By Royal Decree 609/2023 of 11 July 2023, Spain approved the creation of the ultimate beneficial ownership register (thereby giving effect to an EU Directive). The decree entered into force on 19 September, with the register accessible from 19 October. Subject to certain exceptions, the register will be publicly available and provide information on the ultimate beneficial owners of Spanish legal entities, amongst others. Access to ultimate beneficial owner information is only accessible to persons or entities that can prove a legitimate interest. The publicly available details shall be limited to name, month and year of birth, country of residence and nationality of the ultimate beneficial owner; as well as the nature of their beneficial ownership (i.e. whether such beneficial ownership is due to the controlling ownership or to being the management body thereof).

Initially, the new electronic register will receive the required information from other registries.
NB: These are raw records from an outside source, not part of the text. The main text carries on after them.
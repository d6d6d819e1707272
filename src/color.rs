//! RGBA colors with clamped byte channels.

use std::fmt;
use std::ops::{Add, AddAssign, Div, DivAssign, Mul, MulAssign, Sub, SubAssign};
use std::str::FromStr;

use rand::Rng;
use serde::{Deserialize, Serialize};
use thiserror::Error;

#[derive(Debug, Error, Clone, PartialEq, Eq)]
pub enum ColorParseError {
    #[error("invalid hex color: {0}")]
    InvalidHex(String),
    #[error("invalid color component in {0}")]
    InvalidComponent(String),
    #[error("unknown color: {0}")]
    Unknown(String),
}

/// Color with `r`, `g`, `b` and alpha stored as bytes.
///
/// Every write rounds and clamps to `0..=255`, so arithmetic saturates
/// instead of wrapping. The alpha byte is exposed as a fraction through
/// [`Color::a`].
#[derive(Debug, Clone, Copy, PartialEq, Eq, Hash, Serialize, Deserialize)]
pub struct Color {
    rgba: [u8; 4],
}

/// Rounds half to even and clamps to a byte. NaN maps to zero.
fn clamp_channel(value: f64) -> u8 {
    if value.is_nan() {
        return 0;
    }
    value.clamp(0.0, 255.0).round_ties_even() as u8
}

impl Color {
    pub const BLACK: Self = Self::from_bytes(0, 0, 0, 255);
    pub const WHITE: Self = Self::from_bytes(255, 255, 255, 255);
    pub const RED: Self = Self::from_bytes(255, 0, 0, 255);
    pub const GREEN: Self = Self::from_bytes(0, 128, 0, 255);
    pub const BLUE: Self = Self::from_bytes(0, 0, 255, 255);
    pub const TRANSPARENT: Self = Self::from_bytes(0, 0, 0, 0);

    /// Channels in `0..=255`, alpha in `0..=1`.
    #[must_use]
    pub fn new(r: f64, g: f64, b: f64, a: f64) -> Self {
        Self {
            rgba: [
                clamp_channel(r),
                clamp_channel(g),
                clamp_channel(b),
                clamp_channel(a * 255.0),
            ],
        }
    }

    /// Opaque color.
    #[must_use]
    pub fn rgb(r: f64, g: f64, b: f64) -> Self {
        Self::new(r, g, b, 1.0)
    }

    #[must_use]
    pub const fn from_bytes(r: u8, g: u8, b: u8, a: u8) -> Self {
        Self { rgba: [r, g, b, a] }
    }

    /// Parses `rrggbb` or the `rgb` shorthand, with or without a leading `#`.
    pub fn from_hex_string(text: &str) -> Result<Self, ColorParseError> {
        let trimmed = text.trim();
        let digits = trimmed.strip_prefix('#').unwrap_or(trimmed);
        if !digits.bytes().all(|b| b.is_ascii_hexdigit()) {
            return Err(ColorParseError::InvalidHex(text.to_owned()));
        }
        let expanded = match digits.len() {
            3 => digits.chars().flat_map(|ch| [ch, ch]).collect(),
            6 => digits.to_owned(),
            _ => return Err(ColorParseError::InvalidHex(text.to_owned())),
        };
        let value = u32::from_str_radix(&expanded, 16)
            .map_err(|_| ColorParseError::InvalidHex(text.to_owned()))?;
        Ok(Self::from_bytes(
            ((value >> 16) & 0xFF) as u8,
            ((value >> 8) & 0xFF) as u8,
            (value & 0xFF) as u8,
            255,
        ))
    }

    /// Random opaque color.
    pub fn random<R: Rng + ?Sized>(rng: &mut R) -> Self {
        Self::from_bytes(rng.random(), rng.random(), rng.random(), 255)
    }

    #[must_use]
    pub const fn r(&self) -> u8 {
        self.rgba[0]
    }

    #[must_use]
    pub const fn g(&self) -> u8 {
        self.rgba[1]
    }

    #[must_use]
    pub const fn b(&self) -> u8 {
        self.rgba[2]
    }

    /// Alpha in `0..=1`.
    #[must_use]
    pub fn a(&self) -> f64 {
        f64::from(self.rgba[3]) / 255.0
    }

    pub fn set_r(&mut self, value: f64) {
        self.rgba[0] = clamp_channel(value);
    }

    pub fn set_g(&mut self, value: f64) {
        self.rgba[1] = clamp_channel(value);
    }

    pub fn set_b(&mut self, value: f64) {
        self.rgba[2] = clamp_channel(value);
    }

    pub fn set_a(&mut self, value: f64) {
        self.rgba[3] = clamp_channel(value * 255.0);
    }

    #[must_use]
    pub const fn to_bytes(&self) -> [u8; 4] {
        self.rgba
    }

    #[must_use]
    pub fn to_rgb_string(&self) -> String {
        let [r, g, b, _] = self.rgba;
        format!("rgb({r},{g},{b})")
    }

    #[must_use]
    pub fn to_rgba_string(&self) -> String {
        let [r, g, b, _] = self.rgba;
        format!("rgba({r},{g},{b},{})", self.a())
    }

    /// `rrggbb` without a leading `#`.
    #[must_use]
    pub fn to_hex_string(&self) -> String {
        let [r, g, b, _] = self.rgba;
        format!("{r:02x}{g:02x}{b:02x}")
    }

    /// Source-over compositing of `self` on top of `below`.
    #[must_use]
    pub fn blend(&self, below: &Self) -> Self {
        let top_alpha = self.a();
        let below_alpha = below.a();
        let alpha = top_alpha + below_alpha * (1.0 - top_alpha);
        if alpha == 0.0 {
            return Self::TRANSPARENT;
        }
        let channel = |i: usize| {
            (f64::from(self.rgba[i]) * top_alpha
                + f64::from(below.rgba[i]) * below_alpha * (1.0 - top_alpha))
                / alpha
        };
        Self::new(channel(0), channel(1), channel(2), alpha)
    }

    /// Channel-wise `255 - c`, alpha kept.
    #[must_use]
    pub fn inverse(&self) -> Self {
        let [r, g, b, a] = self.rgba;
        Self::from_bytes(255 - r, 255 - g, 255 - b, a)
    }

    #[must_use]
    pub fn grayscale(&self) -> Self {
        let [r, g, b, a] = self.rgba;
        let gray = clamp_channel(f64::from(r) * 0.3 + f64::from(g) * 0.59 + f64::from(b) * 0.11);
        Self::from_bytes(gray, gray, gray, a)
    }

    /// Channel interpolation. The result is always opaque.
    #[must_use]
    pub fn lerp(&self, other: &Self, t: f64) -> Self {
        let channel =
            |i: usize| f64::from(self.rgba[i]) * (1.0 - t) + f64::from(other.rgba[i]) * t;
        Self::rgb(channel(0), channel(1), channel(2))
    }

    fn map_rgb(self, f: impl Fn(f64, usize) -> f64) -> Self {
        let mut rgba = self.rgba;
        for (i, channel) in rgba.iter_mut().take(3).enumerate() {
            *channel = clamp_channel(f(f64::from(*channel), i));
        }
        Self { rgba }
    }
}

impl Default for Color {
    fn default() -> Self {
        Self::BLACK
    }
}

impl fmt::Display for Color {
    fn fmt(&self, f: &mut fmt::Formatter<'_>) -> fmt::Result {
        f.write_str(&self.to_rgba_string())
    }
}

impl FromStr for Color {
    type Err = ColorParseError;

    /// Accepts `#rgb`, `#rrggbb`, `rgb(r, g, b)`, `rgba(r, g, b, a)` and a
    /// few CSS color names.
    fn from_str(text: &str) -> Result<Self, Self::Err> {
        let trimmed = text.trim();
        if trimmed.starts_with('#') {
            return Self::from_hex_string(trimmed);
        }
        let lower = trimmed.to_ascii_lowercase();
        if lower.starts_with("rgb") {
            return parse_functional_color(&lower);
        }
        named_color(&lower)
            .or_else(|| Self::from_hex_string(trimmed).ok())
            .ok_or_else(|| ColorParseError::Unknown(text.to_owned()))
    }
}

fn parse_functional_color(text: &str) -> Result<Color, ColorParseError> {
    let body = text
        .trim_start_matches("rgba")
        .trim_start_matches("rgb")
        .trim();
    let inner = body
        .strip_prefix('(')
        .and_then(|rest| rest.strip_suffix(')'))
        .ok_or_else(|| ColorParseError::InvalidComponent(text.to_owned()))?;

    let mut values = Vec::with_capacity(4);
    for token in inner
        .split(|c: char| c == ',' || c.is_whitespace())
        .filter(|token| !token.is_empty())
    {
        let value = token
            .parse::<f64>()
            .map_err(|_| ColorParseError::InvalidComponent(text.to_owned()))?;
        values.push(value);
    }

    match values.as_slice() {
        [r, g, b] => Ok(Color::rgb(*r, *g, *b)),
        [r, g, b, a] => Ok(Color::new(*r, *g, *b, *a)),
        _ => Err(ColorParseError::InvalidComponent(text.to_owned())),
    }
}

fn named_color(name: &str) -> Option<Color> {
    let color = match name {
        "black" => Color::BLACK,
        "white" => Color::WHITE,
        "red" => Color::RED,
        "green" => Color::GREEN,
        "lime" => Color::from_bytes(0, 255, 0, 255),
        "blue" => Color::BLUE,
        "yellow" => Color::from_bytes(255, 255, 0, 255),
        "magenta" | "fuchsia" => Color::from_bytes(255, 0, 255, 255),
        "cyan" | "aqua" => Color::from_bytes(0, 255, 255, 255),
        "orange" => Color::from_bytes(255, 165, 0, 255),
        "purple" => Color::from_bytes(128, 0, 128, 255),
        "gray" | "grey" => Color::from_bytes(128, 128, 128, 255),
        "transparent" => Color::TRANSPARENT,
        _ => return None,
    };
    Some(color)
}

impl Add for Color {
    type Output = Self;
    fn add(self, rhs: Self) -> Self::Output {
        self.map_rgb(|c, i| c + f64::from(rhs.rgba[i]))
    }
}

impl AddAssign for Color {
    fn add_assign(&mut self, rhs: Self) {
        *self = *self + rhs;
    }
}

impl Sub for Color {
    type Output = Self;
    fn sub(self, rhs: Self) -> Self::Output {
        self.map_rgb(|c, i| c - f64::from(rhs.rgba[i]))
    }
}

impl SubAssign for Color {
    fn sub_assign(&mut self, rhs: Self) {
        *self = *self - rhs;
    }
}

impl Mul<f64> for Color {
    type Output = Self;
    fn mul(self, rhs: f64) -> Self::Output {
        self.map_rgb(|c, _| c * rhs)
    }
}

impl MulAssign<f64> for Color {
    fn mul_assign(&mut self, rhs: f64) {
        *self = *self * rhs;
    }
}

impl Div<f64> for Color {
    type Output = Self;
    fn div(self, rhs: f64) -> Self::Output {
        self.map_rgb(|c, _| c / rhs)
    }
}

impl DivAssign<f64> for Color {
    fn div_assign(&mut self, rhs: f64) {
        *self = *self / rhs;
    }
}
Such information will need to be provided within nine months of entry into force of the decree. There will be an ongoing obligation to keep the information up-to-date. For those not providing information through those registries, there will be an obligation to update the register personally, within two months of entry into force of the decree, with an ongoing obligation to update the register within ten days of becoming aware of a change.

United Kingdom

Register of Overseas Entities: One Year On

As noted in our previous briefing (available here: European Real Estate Finance: Market Update – Q4 2022), the register of overseas entities was launched in August 2022 requiring overseas entities to first register with Companies House, prior to acquiring (or selling) land in the UK. In order to register, details of ultimate beneficial owners or managing officers was required (as applicable).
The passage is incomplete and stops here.